Stage two is GRPO with a custom reward formula. The key signal is reasoning-answer consistency. If the content inside the tags actually supports the final commitment, the response gets rewarded. If the commit doesn't follow from the reasoning, it doesn't. This pushes the model toward producing reasoning chains that are actually load-bearing, not decorative.

What changed in the outputs

Hito produces roughly one quarter the reasoning length of base Qwen3.5-2B on the same prompts. Less text, more correct answers. The base model tends to expand into repetitive verification loops that look rigorous but don't add information. Hito stops when the verification is done.

Median response time on hard items drops from around 33 seconds on the base model to under 10 seconds on Hito. Not because inference is faster. Because the output is shorter.

What it can actually do

Benchmarks I ran on matched conditions, identical prompts, 8K context, 4000 token budget, temperature 0, n=20 per benchmark:

GSM8K (math word problems)     Hito 60%   Base 25%   +35
MATH-500 (competition math)    Hito 15%   Base  5%   +10
ARC-Challenge (science)        Hito 75%   Base 65%   +10
HumanEval-style (code)         Hito 95%   Base 90%    +5

Macro average across reasoning tasks jumped 15 points. For a 2B model, ARC-AGI grid puzzles work at all, which they basically don't on most small models. Hito infers transformation rules from examples and applies them to novel inputs.

On classic traps like the disease-test Bayesian problem where naive reasoning gives 99% and the correct answer is closer to 50%, Hito lands on the right probability band. Small models usually miss this one entirely.

Running it

Two repos. hitonet/hito-2b is safetensors for Transformers. hitonet/hito-2b-GGUF is for Ollama, llama.cpp, and LM Studio. Ollama pulls straight from Hugging Face, so you just pick a quantization tag:

# Recommended default (1.4 GB, Q5_K_M)
ollama run hf.co/hitonet/hito-2b-GGUF:Q5_K_M

# Smaller if you need it (1.2 GB, Q4_K_M)
ollama run hf.co/hitonet/hito-2b-GGUF:Q4_K_M

# Near lossless (1.9 GB, Q8_0)
ollama run hf.co/hitonet/hito-2b-GGUF:Q8_0

Also available: F16 (3.6 GB, lossless), Q6_K (1.5 GB), Q2_K (924 MB), and TQ1_0 (687 MB, ternary, research only).

Or hit the hosted API at platform.hitonet.com if you just want to try it without running anything locally.

Why this approach

The industry default is: make the model bigger. 2B not enough? Train a 7B. Not enough? 70B. The compute bill keeps growing and the gains keep shrinking.

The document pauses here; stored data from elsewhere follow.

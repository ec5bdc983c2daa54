//! Cryptographic error types.
//!
//! Every variant is fail-closed: an operation that returns one of these has
//! produced no key material and no plaintext.

use thiserror::Error;

/// Errors from key agreement, decryption and signature verification.
#[derive(Error, Debug, Clone, PartialEq, Eq)]
pub enum CryptoError {
    /// Key or ciphertext had the wrong length for the suite
    #[error("invalid {what} size: expected {expected} bytes, got {actual}")]
    InvalidKeySize {
        /// Which input was rejected
        what: &'static str,
        /// Length the suite requires
        expected: usize,
        /// Length that was supplied
        actual: usize,
    },

    /// Authenticated decryption failed (wrong key or tampered ciphertext)
    #[error("decryption failed: {reason}")]
    DecryptionFailed {
        /// Why decryption was rejected
        reason: String,
    },

    /// Key had the right length but inconsistent contents
    #[error("malformed {what}: {reason}")]
    MalformedKey {
        /// Which input was rejected
        what: &'static str,
        /// What was inconsistent
        reason: String,
    },

    /// Server signature did not verify or was issued by an unexpected key
    #[error("signature invalid: {reason}")]
    SignatureInvalid {
        /// Why verification was rejected
        reason: String,
    },
}

impl CryptoError {
    pub(crate) fn key_size(what: &'static str, expected: usize, actual: usize) -> Self {
        Self::InvalidKeySize { what, expected, actual }
    }
}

Structured reasoning is the alternative nobody wants to do because it's harder than scaling. You have to actually design the thinking process. You have to pick which cognitive moves matter, how they nest, how they constrain generation. You have to train the model to use the structure instead of drifting around it. Most teams would rather rent another cluster.

A 2B model that reasons beats a 7B model that doesn't. Hito 2B is what happens when you treat reasoning as an engineering problem instead of an emergent property you hope shows up at scale.

The weights are free for personal and research use. Commercial use needs a license. Everything you need is on the model card.